------ Given data

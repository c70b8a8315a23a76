//! JSON frames exchanged with the protocol bridge, tagged by `type`.

use base64::Engine as _;
use serde::{Deserialize, Serialize};
use serde_json::Value;

use mgw_core::{
    auth::AuthSession,
    domain::Identity,
    link::{OutboundPayload, ProtocolVersion},
};

/// Gateway -> bridge.
#[derive(Clone, Debug, Serialize)]
#[serde(tag = "type", rename_all = "snake_case")]
pub enum ClientFrame {
    Hello {
        version: ProtocolVersion,
        session: Option<AuthSession>,
    },
    Send {
        id: u64,
        to: String,
        payload: WirePayload,
    },
}

/// Outbound payload as it travels on the wire; media is base64.
#[derive(Clone, Debug, PartialEq, Serialize)]
#[serde(tag = "kind", rename_all = "snake_case")]
pub enum WirePayload {
    Text {
        text: String,
    },
    Image {
        data: String,
        mimetype: String,
        #[serde(skip_serializing_if = "Option::is_none")]
        caption: Option<String>,
    },
    Audio {
        data: String,
        mimetype: String,
    },
    Document {
        data: String,
        mimetype: String,
        #[serde(rename = "fileName")]
        file_name: String,
        #[serde(skip_serializing_if = "Option::is_none")]
        caption: Option<String>,
    },
}

impl From<OutboundPayload> for WirePayload {
    fn from(p: OutboundPayload) -> Self {
        let b64 = |d: Vec<u8>| base64::engine::general_purpose::STANDARD.encode(d);
        match p {
            OutboundPayload::Text { body } => Self::Text { text: body },
            OutboundPayload::Image {
                data,
                mimetype,
                caption,
            } => Self::Image {
                data: b64(data),
                mimetype,
                caption,
            },
            OutboundPayload::Audio { data, mimetype } => Self::Audio {
                data: b64(data),
                mimetype,
            },
            OutboundPayload::Document {
                data,
                mimetype,
                file_name,
                caption,
            } => Self::Document {
                data: b64(data),
                mimetype,
                file_name,
                caption,
            },
        }
    }
}

/// Bridge -> gateway.
#[derive(Clone, Debug, Deserialize)]
#[serde(tag = "type", rename_all = "snake_case")]
pub enum BridgeFrame {
    Qr {
        code: String,
    },
    Open {
        user: Identity,
    },
    Creds {
        files: AuthSession,
    },
    Message {
        envelope: Value,
    },
    Ack {
        id: u64,
        ok: bool,
        #[serde(default)]
        error: Option<String>,
    },
    Close {
        #[serde(default)]
        reason: String,
        #[serde(default, rename = "loggedOut")]
        logged_out: bool,
    },
}

#[derive(Debug, Deserialize)]
pub(crate) struct VersionResponse {
    pub version: ProtocolVersion,
}
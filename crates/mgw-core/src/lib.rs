//! Core domain + application logic for the messaging gateway.
//!
//! This crate is transport-agnostic. The external messaging network
//! and the HTTP control surface live behind ports (traits) implemented in adapter
//! crates.

pub mod auth;
pub mod config;
pub mod connection;
pub mod dispatch;
pub mod domain;
pub mod errors;
pub mod link;
pub mod logging;
pub mod relay;
pub mod retry;
#[cfg(any(test, feature = "testing"))]
pub mod testing;
pub mod upload;
pub mod webhook;

pub use errors::{Error, Result};
use tracing_subscriber::{fmt, EnvFilter};

use crate::{errors::Error, Result};

/// Initialize logging/tracing for the gateway.
///
/// Default: info for our crates, warn for everything else. Can be overridden
/// with `RUST_LOG`.
pub fn init(service_name: &str) -> Result<()> {
    let filter = EnvFilter::try_from_default_env().unwrap_or_else(|_| {
        EnvFilter::new(format!(
            "warn,mgw_core=info,mgw_link=info,mgw_api=info,{service_name}=info"
        ))
    });

    fmt()
        .with_env_filter(filter)
        .with_target(false)
        .with_ansi(true)
        .try_init()
        .map_err(|e| Error::Config(format!("logging init failed: {e}")))
}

------------

* Your assignment *
Among the records above, find the lines that contain "derive" and copy every one.

* Output of the task *
#[derive(Clone, Debug, Serialize)]
#[derive(Clone, Debug, PartialEq, Serialize)]
#[derive(Clone, Debug, Deserialize)]
#[derive(Debug, Deserialize)]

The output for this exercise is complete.